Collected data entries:
# # # # #
//! Weekly exercise allocation.
//!
//! Turns a set of selected body parts into a seven-day schedule:
//! - Match the weekly template against the selection
//! - Trim to the target number of training days, keeping the busiest days
//! - Draw exercises per body part, preferring ones not used recently
//! - Top up thin days with synthesized fallback exercises
//!
//! Randomness is injected so a seeded generator gives reproducible plans.

use crate::config::AllocatorConfig;
use crate::metabolic::derive_frequency;
use crate::schedule::WEEKLY_TEMPLATE;
use crate::{
    empty_week, Allocation, BodyPart, Catalog, Exercise, Goal, UserProfile, Weekday, WorkoutPlan,
};
use chrono::Utc;
use rand::seq::SliceRandom;
use rand::Rng;
use std::collections::{BTreeSet, HashSet};
use uuid::Uuid;

/// Caller inputs for one allocation run
#[derive(Clone, Debug, Default)]
pub struct AllocationRequest {
    pub selected_body_parts: Vec<BodyPart>,
    /// Explicit training days per week; derived from activity level when unset
    pub frequency: Option<u8>,
    /// Exercise ids persisted from an earlier run
    pub recently_used: BTreeSet<String>,
}

/// Allocate a week of exercises for the selected body parts
pub fn allocate_week<R: Rng + ?Sized>(
    catalog: &Catalog,
    profile: &UserProfile,
    request: &AllocationRequest,
    settings: &AllocatorConfig,
    rng: &mut R,
) -> Allocation {
    let frequency = request
        .frequency
        .unwrap_or_else(|| derive_frequency(profile.activity_level));

    if request.selected_body_parts.is_empty() {
        tracing::warn!("No body parts selected, every day will be a rest day");
    }

    tracing::info!(
        "Allocating week for {:?} at {} days per week",
        request.selected_body_parts,
        frequency
    );

    let assignments = assign_body_parts(&request.selected_body_parts, frequency);

    let mut used: HashSet<String> = request.recently_used.iter().cloned().collect();
    let mut used_exercise_ids = BTreeSet::new();
    let mut days = empty_week();

    for (day, parts) in &assignments {
        if parts.is_empty() {
            continue;
        }

        let mut todays: Vec<Exercise> = Vec::new();

        for part in parts {
            let picked = pick_for_body_part(catalog, *part, &used, &todays, settings, &mut *rng);
            for exercise in &picked {
                used.insert(exercise.id.clone());
                used_exercise_ids.insert(exercise.id.clone());
            }
            todays.extend(picked);
        }

        let mut fallback_count = 0;
        while todays.len() < settings.min_exercises_per_day {
            fallback_count += 1;
            todays.push(fallback_exercise(parts[0], fallback_count, settings, &mut *rng));
        }
        if fallback_count > 0 {
            tracing::debug!(
                "{}: added {} fallback exercise(s) for {}",
                day.name(),
                fallback_count,
                parts[0]
            );
        }

        days.insert(*day, todays);
    }

    let exercises: Vec<Exercise> = days.values().flatten().cloned().collect();

    let plan = WorkoutPlan {
        id: random_uuid(rng),
        name: format!("{} Training Plan", profile.goal.label()),
        description: plan_description(profile.goal, frequency),
        goal: profile.goal,
        frequency,
        exercises,
        days,
        generated_at: Utc::now(),
    };

    tracing::info!(
        "Allocated {} exercises over {} training days",
        plan.exercises.len(),
        plan.active_days().len()
    );

    Allocation {
        plan,
        used_exercise_ids,
    }
}

/// Body parts trained on each template day after trimming to `frequency`.
///
/// Days are returned in week order; trimmed days carry no body parts.
pub fn assign_body_parts(selected: &[BodyPart], frequency: u8) -> Vec<(Weekday, Vec<BodyPart>)> {
    let mut assignments: Vec<(Weekday, Vec<BodyPart>)> = WEEKLY_TEMPLATE
        .iter()
        .map(|template| {
            let parts = template
                .body_parts
                .iter()
                .copied()
                .filter(|part| selected.contains(part))
                .collect();
            (template.day, parts)
        })
        .collect();

    let mut active: Vec<usize> = assignments
        .iter()
        .enumerate()
        .filter(|(_, (_, parts))| !parts.is_empty())
        .map(|(idx, _)| idx)
        .collect();

    if active.len() > usize::from(frequency) {
        // Stable sort: equally busy days keep week order
        active.sort_by_key(|idx| std::cmp::Reverse(assignments[*idx].1.len()));
        for idx in active.into_iter().skip(usize::from(frequency)) {
            tracing::debug!("Demoting {} to a rest day", assignments[idx].0.name());
            assignments[idx].1.clear();
        }
    }

    assignments
}

/// Draw up to `exercises_per_body_part` catalog exercises for one body part
fn pick_for_body_part<R: Rng + ?Sized>(
    catalog: &Catalog,
    part: BodyPart,
    used: &HashSet<String>,
    todays: &[Exercise],
    settings: &AllocatorConfig,
    rng: &mut R,
) -> Vec<Exercise> {
    let candidates = catalog.exercises_for(part);
    let unused: Vec<&Exercise> = candidates
        .iter()
        .copied()
        .filter(|e| !used.contains(&e.id))
        .collect();

    let mut pool = if unused.len() >= settings.min_unused_candidates {
        unused
    } else {
        tracing::debug!(
            "Only {} unused {} exercises, allowing repeats",
            unused.len(),
            part
        );
        candidates
    };

    pool.shuffle(&mut *rng);

    pool.into_iter()
        .filter(|e| !todays.iter().any(|t| t.id == e.id))
        .take(settings.exercises_per_body_part)
        .cloned()
        .collect()
}

fn fallback_exercise<R: Rng + ?Sized>(
    part: BodyPart,
    number: usize,
    settings: &AllocatorConfig,
    rng: &mut R,
) -> Exercise {
    Exercise {
        id: format!("fallback-{}", random_uuid(rng)),
        name: format!("{} Exercise {}", part.display_name(), number),
        body_part: part,
        description: format!(
            "A basic {} exercise. Use a weight you can move with good form.",
            part
        ),
        video_url: None,
        sets: settings.fallback_sets,
        reps: settings.fallback_reps,
        rest_time_seconds: settings.fallback_rest_seconds,
        synthesized: true,
    }
}

/// Plan description shared by allocation and rebalancing
pub fn plan_description(goal: Goal, frequency: u8) -> String {
    format!(
        "{} program with {} training days per week",
        goal.label(),
        frequency
    )
}

fn random_uuid<R: Rng + ?Sized>(rng: &mut R) -> Uuid {
    uuid::Builder::from_random_bytes(rng.gen()).into_uuid()
}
# # # # #
WORK REQUEST: Retype all of the entries precisely as they are.

SOLUTION FOR THIS EXERCISE:
//! Weekly exercise allocation.
//!
//! Turns a set of selected body parts into a seven-day schedule:
//! - Match the weekly template against the selection
//! - Trim to the target number of training days, keeping the busiest days
//! - Draw exercises per body part, preferring ones not used recently
//! - Top up thin days with synthesized fallback exercises
//!
//! Randomness is injected so a seeded generator gives reproducible plans.

use crate::config::AllocatorConfig;
use crate::metabolic::derive_frequency;
use crate::schedule::WEEKLY_TEMPLATE;
use crate::{
    empty_week, Allocation, BodyPart, Catalog, Exercise, Goal, UserProfile, Weekday, WorkoutPlan,
};
use chrono::Utc;
use rand::seq::SliceRandom;
use rand::Rng;
use std::collections::{BTreeSet, HashSet};
use uuid::Uuid;

/// Caller inputs for one allocation run
#[derive(Clone, Debug, Default)]
pub struct AllocationRequest {
    pub selected_body_parts: Vec<BodyPart>,
    /// Explicit training days per week; derived from activity level when unset
    pub frequency: Option<u8>,
    /// Exercise ids persisted from an earlier run
    pub recently_used: BTreeSet<String>,
}

/// Allocate a week of exercises for the selected body parts
pub fn allocate_week<R: Rng + ?Sized>(
    catalog: &Catalog,
    profile: &UserProfile,
    request: &AllocationRequest,
    settings: &AllocatorConfig,
    rng: &mut R,
) -> Allocation {
    let frequency = request
        .frequency
        .unwrap_or_else(|| derive_frequency(profile.activity_level));

    if request.selected_body_parts.is_empty() {
        tracing::warn!("No body parts selected, every day will be a rest day");
    }

    tracing::info!(
        "Allocating week for {:?} at {} days per week",
        request.selected_body_parts,
        frequency
    );

    let assignments = assign_body_parts(&request.selected_body_parts, frequency);

    let mut used: HashSet<String> = request.recently_used.iter().cloned().collect();
    let mut used_exercise_ids = BTreeSet::new();
    let mut days = empty_week();

    for (day, parts) in &assignments {
        if parts.is_empty() {
            continue;
        }

        let mut todays: Vec<Exercise> = Vec::new();

        for part in parts {
            let picked = pick_for_body_part(catalog, *part, &used, &todays, settings, &mut *rng);
            for exercise in &picked {
                used.insert(exercise.id.clone());
                used_exercise_ids.insert(exercise.id.clone());
            }
            todays.extend(picked);
        }

        let mut fallback_count = 0;
        while todays.len() < settings.min_exercises_per_day {
            fallback_count += 1;
            todays.push(fallback_exercise(parts[0], fallback_count, settings, &mut *rng));
        }
        if fallback_count > 0 {
            tracing::debug!(
                "{}: added {} fallback exercise(s) for {}",
                day.name(),
                fallback_count,
                parts[0]
            );
        }

        days.insert(*day, todays);
    }

    let exercises: Vec<Exercise> = days.values().flatten().cloned().collect();

    let plan = WorkoutPlan {
        id: random_uuid(rng),
        name: format!("{} Training Plan", profile.goal.label()),
        description: plan_description(profile.goal, frequency),
        goal: profile.goal,
        frequency,
        exercises,
        days,
        generated_at: Utc::now(),
    };

    tracing::info!(
        "Allocated {} exercises over {} training days",
        plan.exercises.len(),
        plan.active_days().len()
    );

    Allocation {
        plan,
        used_exercise_ids,
    }
}

/// Body parts trained on each template day after trimming to `frequency`.
///
/// Days are returned in week order; trimmed days carry no body parts.
pub fn assign_body_parts(selected: &[BodyPart], frequency: u8) -> Vec<(Weekday, Vec<BodyPart>)> {
    let mut assignments: Vec<(Weekday, Vec<BodyPart>)> = WEEKLY_TEMPLATE
        .iter()
        .map(|template| {
            let parts = template
                .body_parts
                .iter()
                .copied()
                .filter(|part| selected.contains(part))
                .collect();
            (template.day, parts)
        })
        .collect();

    let mut active: Vec<usize> = assignments
        .iter()
        .enumerate()
        .filter(|(_, (_, parts))| !parts.is_empty())
        .map(|(idx, _)| idx)
        .collect();

    if active.len() > usize::from(frequency) {
        // Stable sort: equally busy days keep week order
        active.sort_by_key(|idx| std::cmp::Reverse(assignments[*idx].1.len()));
        for idx in active.into_iter().skip(usize::from(frequency)) {
            tracing::debug!("Demoting {} to a rest day", assignments[idx].0.name());
            assignments[idx].1.clear();
        }
    }

    assignments
}

/// Draw up to `exercises_per_body_part` catalog exercises for one body part
fn pick_for_body_part<R: Rng + ?Sized>(
    catalog: &Catalog,
    part: BodyPart,
    used: &HashSet<String>,
    todays: &[Exercise],
    settings: &AllocatorConfig,
    rng: &mut R,
) -> Vec<Exercise> {
    let candidates = catalog.exercises_for(part);
    let unused: Vec<&Exercise> = candidates
        .iter()
        .copied()
        .filter(|e| !used.contains(&e.id))
        .collect();

    let mut pool = if unused.len() >= settings.min_unused_candidates {
        unused
    } else {
        tracing::debug!(
            "Only {} unused {} exercises, allowing repeats",
            unused.len(),
            part
        );
        candidates
    };

    pool.shuffle(&mut *rng);

    pool.into_iter()
        .filter(|e| !todays.iter().any(|t| t.id == e.id))
        .take(settings.exercises_per_body_part)
        .cloned()
        .collect()
}

fn fallback_exercise<R: Rng + ?Sized>(
    part: BodyPart,
    number: usize,
    settings: &AllocatorConfig,
    rng: &mut R,
) -> Exercise {
    Exercise {
        id: format!("fallback-{}", random_uuid(rng)),
        name: format!("{} Exercise {}", part.display_name(), number),
        body_part: part,
        description: format!(
            "A basic {} exercise. Use a weight you can move with good form.",
            part
        ),
        video_url: None,
        sets: settings.fallback_sets,
        reps: settings.fallback_reps,
        rest_time_seconds: settings.fallback_rest_seconds,
        synthesized: true,
    }
}

/// Plan description shared by allocation and rebalancing
pub fn plan_description(goal: Goal, frequency: u8) -> String {
    format!(
        "{} program with {} training days per week",
        goal.label(),
        frequency
    )
}

fn random_uuid<R: Rng + ?Sized>(rng: &mut R) -> Uuid {
    uuid::Builder::from_random_bytes(rng.gen()).into_uuid()
}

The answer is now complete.